What is needed> Where the word "differ" occurs in a line of the data, return the whole line.

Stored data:
┏━━
use rayon::prelude::*;
use tracing::debug;

use crate::config::KernelConfig;
use crate::error::{GeometryError, Result};
use crate::math::{points_coincide, Point3, LENGTH_PRECISION};
use crate::panel3::{Influence, Panel3};
use crate::panel4::Panel4;

/// How the doublet of a triangular panel is evaluated.
#[derive(Debug, Clone, Copy, PartialEq, Eq, Default)]
pub enum DoubletMethod {
    /// Linear doublet from the three nodal strengths.
    #[default]
    Basis,
    /// Uniform doublet, NASA CR-4023 closed form, with the mean nodal strength.
    Nasa4023,
    /// Uniform doublet whose velocity is that of the equivalent vortex ring,
    /// with the mean nodal strength.
    VortexRing,
}

fn check_len(what: &'static str, len: usize, panels: usize) -> Result<()> {
    if len != panels {
        return Err(GeometryError::StrengthCount { what, len, panels }.into());
    }
    Ok(())
}

/// Sums `eval` over every panel, for each field point in parallel.
fn aggregate<P, F>(panels: &[P], points: &[Point3], eval: F) -> Vec<Influence>
where
    P: Sync,
    F: Fn(usize, &P, &Point3) -> Influence + Sync + Send,
{
    points
        .par_iter()
        .map(|pt| {
            panels
                .iter()
                .enumerate()
                .fold(Influence::default(), |acc, (i, panel)| acc + eval(i, panel, pt))
        })
        .collect()
}

/// Returns the potential and velocity induced at each point by uniform sources
/// of strength `sigma[i]` on `panels[i]`.
///
/// A field point at a panel centroid takes that panel's self-influence.
///
/// # Errors
///
/// Returns [`ConfigError`](crate::ConfigError) if the configuration is invalid
/// and [`GeometryError::StrengthCount`] if `sigma` and `panels` differ in length.
pub fn source_field(
    panels: &[Panel3],
    sigma: &[f64],
    points: &[Point3],
    config: &KernelConfig,
) -> Result<Vec<Influence>> {
    let config = config.validate()?;
    check_len("source", sigma.len(), panels.len())?;
    debug!(panels = panels.len(), points = points.len(), "triangle source field");

    Ok(aggregate(panels, points, |i, panel, pt| {
        if sigma[i] == 0.0 {
            return Influence::default();
        }
        let own = points_coincide(pt, panel.centroid(), LENGTH_PRECISION);
        panel.source_influence(pt, own, &config) * sigma[i]
    }))
}

/// Returns the potential and velocity induced at each point by the doublets
/// of `panels`, with nodal strengths `mu[i]` on `panels[i]`.
///
/// # Errors
///
/// Returns [`ConfigError`](crate::ConfigError) if the configuration is invalid
/// and [`GeometryError::StrengthCount`] if `mu` and `panels` differ in length.
pub fn doublet_field(
    panels: &[Panel3],
    mu: &[[f64; 3]],
    points: &[Point3],
    method: DoubletMethod,
    config: &KernelConfig,
) -> Result<Vec<Influence>> {
    let config = config.validate()?;
    check_len("doublet", mu.len(), panels.len())?;
    debug!(panels = panels.len(), points = points.len(), ?method, "triangle doublet field");

    Ok(aggregate(panels, points, |i, panel, pt| {
        let own = points_coincide(pt, panel.centroid(), LENGTH_PRECISION);
        let mean = mu[i].iter().sum::<f64>() / 3.0;
        match method {
            DoubletMethod::Basis => panel.doublet_basis_influence(pt, own, &config).combine(&mu[i]),
            DoubletMethod::Nasa4023 => panel.doublet_influence(pt, own, &config) * mean,
            DoubletMethod::VortexRing => {
                let potential = panel.doublet_influence(pt, own, &config).potential;
                Influence {
                    potential,
                    velocity: panel.doublet_vortex_velocity(pt, &config),
                } * mean
            }
        }
    }))
}

/// Returns the potential and velocity induced at each point by uniform
/// sources `sigma[i]` and doublets `mu[i]` on the quad panels.
///
/// A field point at a collocation point takes that panel's self-influence.
///
/// # Errors
///
/// Returns [`ConfigError`](crate::ConfigError) if the configuration is invalid
/// and [`GeometryError::StrengthCount`] if `sigma` or `mu` differ in length
/// from `panels`.
pub fn quad_field(
    panels: &[Panel4],
    sigma: &[f64],
    mu: &[f64],
    points: &[Point3],
    config: &KernelConfig,
) -> Result<Vec<Influence>> {
    let config = config.validate()?;
    check_len("source", sigma.len(), panels.len())?;
    check_len("doublet", mu.len(), panels.len())?;
    debug!(panels = panels.len(), points = points.len(), "quad field");

    Ok(aggregate(panels, points, |i, panel, pt| {
        let own = points_coincide(pt, panel.collocation_point(), LENGTH_PRECISION);
        let mut total = Influence::default();
        if sigma[i] != 0.0 {
            total += panel.source_influence(pt, own, &config) * sigma[i];
        }
        if mu[i] != 0.0 {
            total += panel.doublet_influence(pt, own, &config) * mu[i];
        }
        total
    }))
}

#[cfg(test)]
mod tests {
    use std::f64::consts::PI;

    use super::*;
    use crate::error::{ConfigError, KernelError};
    use crate::math::Vector3;
    use approx::assert_relative_eq;

    fn init_tracing() {
        let _ = tracing_subscriber::fmt()
            .with_env_filter(tracing_subscriber::EnvFilter::from_default_env())
            .with_test_writer()
            .try_init();
    }

    /// A unit square split into two triangles, slightly tilted.
    fn square() -> Vec<Panel3> {
        let p = [
            Point3::new(0.0, 0.0, 0.0),
            Point3::new(1.0, 0.0, 0.1),
            Point3::new(1.0, 1.0, 0.1),
            Point3::new(0.0, 1.0, 0.0),
        ];
        vec![Panel3::new(p[0], p[1], p[2]), Panel3::new(p[0], p[2], p[3])]
    }

    fn points() -> Vec<Point3> {
        vec![
            Point3::new(0.3, 0.4, 0.5),
            Point3::new(-0.6, 1.4, -0.3),
            Point3::new(2.0, 0.5, 1.0),
            Point3::new(0.5, -0.2, -0.7),
        ]
    }

    #[test]
    fn source_field_is_the_weighted_sum() {
        init_tracing();
        let panels = square();
        let config = KernelConfig::default();
        let sigma = [0.7, -1.3];
        let field = source_field(&panels, &sigma, &points(), &config).unwrap();
        for (pt, got) in points().iter().zip(&field) {
            let expected = panels[0].source_influence(pt, false, &config) * sigma[0]
                + panels[1].source_influence(pt, false, &config) * sigma[1];
            assert_relative_eq!(got.potential, expected.potential, epsilon = 1e-14);
            assert_relative_eq!(got.velocity, expected.velocity, epsilon = 1e-14);
        }
    }

    #[test]
    fn uniform_doublet_methods_agree() {
        init_tracing();
        let panels = square();
        let config = KernelConfig::default();
        let mu = [[0.8; 3], [0.8; 3]];
        let basis = doublet_field(&panels, &mu, &points(), DoubletMethod::Basis, &config).unwrap();
        let n4023 = doublet_field(&panels, &mu, &points(), DoubletMethod::Nasa4023, &config).unwrap();
        let ring = doublet_field(&panels, &mu, &points(), DoubletMethod::VortexRing, &config).unwrap();
        for ((b, n), r) in basis.iter().zip(&n4023).zip(&ring) {
            assert!((b.potential - n.potential).abs() < 1e-8);
            assert!((b.velocity - n.velocity).norm() < 1e-8 * n.velocity.norm().max(1.0));
            assert_relative_eq!(r.potential, n.potential, epsilon = 1e-14);
            assert!((r.velocity - n.velocity).norm() < 1e-10 * n.velocity.norm().max(1.0));
        }
    }

    #[test]
    fn linear_doublet_uses_nodal_strengths() {
        let panels = square();
        let config = KernelConfig::default();
        let mu = [[1.0, 0.0, 2.0], [1.0, 2.0, 0.5]];
        let field = doublet_field(&panels, &mu, &points(), DoubletMethod::Basis, &config).unwrap();
        for (pt, got) in points().iter().zip(&field) {
            let expected = panels[0].doublet_basis_influence(pt, false, &config).combine(&mu[0])
                + panels[1].doublet_basis_influence(pt, false, &config).combine(&mu[1]);
            assert_relative_eq!(got.potential, expected.potential, epsilon = 1e-14);
            assert_relative_eq!(got.velocity, expected.velocity, epsilon = 1e-14);
        }
    }

    #[test]
    fn centroid_points_take_the_self_influence() {
        let panels = vec![Panel3::new(
            Point3::new(0.0, 0.0, 0.0),
            Point3::new(1.0, 0.0, 0.0),
            Point3::new(0.0, 1.0, 0.0),
        )];
        let config = KernelConfig::default();
        let pts = [*panels[0].centroid()];
        let field = doublet_field(&panels, &[[1.0; 3]], &pts, DoubletMethod::Nasa4023, &config).unwrap();
        assert_relative_eq!(field[0].potential, 2.0 * PI, epsilon = 1e-12);

        let field = source_field(&panels, &[1.0], &pts, &config).unwrap();
        assert_relative_eq!(field[0].velocity.dot(&Vector3::z()), 2.0 * PI, epsilon = 1e-12);
    }

    #[test]
    fn quad_field_matches_panel_sums() {
        init_tracing();
        let panels = vec![
            Panel4::new(
                Point3::new(0.0, 0.0, 0.0),
                Point3::new(0.0, 1.0, 0.0),
                Point3::new(1.0, 0.0, 0.0),
                Point3::new(1.0, 1.0, 0.0),
            ),
            Panel4::new(
                Point3::new(0.0, 1.0, 0.0),
                Point3::new(0.0, 2.0, 0.0),
                Point3::new(1.0, 1.0, 0.0),
                Point3::new(1.0, 2.0, 0.0),
            ),
        ];
        let config = KernelConfig::default();
        let sigma = [1.0, 0.0];
        let mu = [-0.5, 2.0];
        let field = quad_field(&panels, &sigma, &mu, &points(), &config).unwrap();
        for (pt, got) in points().iter().zip(&field) {
            let expected = panels[0].source_influence(pt, false, &config)
                + panels[0].doublet_influence(pt, false, &config) * -0.5
                + panels[1].doublet_influence(pt, false, &config) * 2.0;
            assert_relative_eq!(got.potential, expected.potential, epsilon = 1e-14);
            assert_relative_eq!(got.velocity, expected.velocity, epsilon = 1e-14);
        }
    }

    #[test]
    fn mismatched_lengths_are_rejected() {
        let panels = square();
        let config = KernelConfig::default();
        assert!(matches!(
            source_field(&panels, &[1.0], &points(), &config),
            Err(KernelError::Geometry(GeometryError::StrengthCount { what: "source", len: 1, panels: 2 }))
        ));
        assert!(matches!(
            doublet_field(&panels, &[[1.0; 3]; 3], &points(), DoubletMethod::Basis, &config),
            Err(KernelError::Geometry(GeometryError::StrengthCount { what: "doublet", len: 3, panels: 2 }))
        ));
        assert!(matches!(
            quad_field(&[], &[], &[1.0], &points(), &config),
            Err(KernelError::Geometry(GeometryError::StrengthCount { what: "doublet", .. }))
        ));
    }

    #[test]
    fn invalid_config_is_rejected() {
        let config = KernelConfig::default().with_core_radius(-1.0);
        assert!(matches!(
            source_field(&square(), &[1.0, 1.0], &points(), &config),
            Err(KernelError::Config(ConfigError::InvalidParameter(_)))
        ));
    }

    #[test]
    fn empty_batches() {
        let config = KernelConfig::default();
        assert!(source_field(&square(), &[1.0, 1.0], &[], &config).unwrap().is_empty());
        let field = quad_field(&[], &[], &[], &points(), &config).unwrap();
        assert!(field.iter().all(|f| *f == Influence::default()));
    }
}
┗━━
Written answer>
/// and [`GeometryError::StrengthCount`] if `sigma` and `panels` differ in length.
/// and [`GeometryError::StrengthCount`] if `mu` and `panels` differ in length.
/// and [`GeometryError::StrengthCount`] if `sigma` or `mu` differ in length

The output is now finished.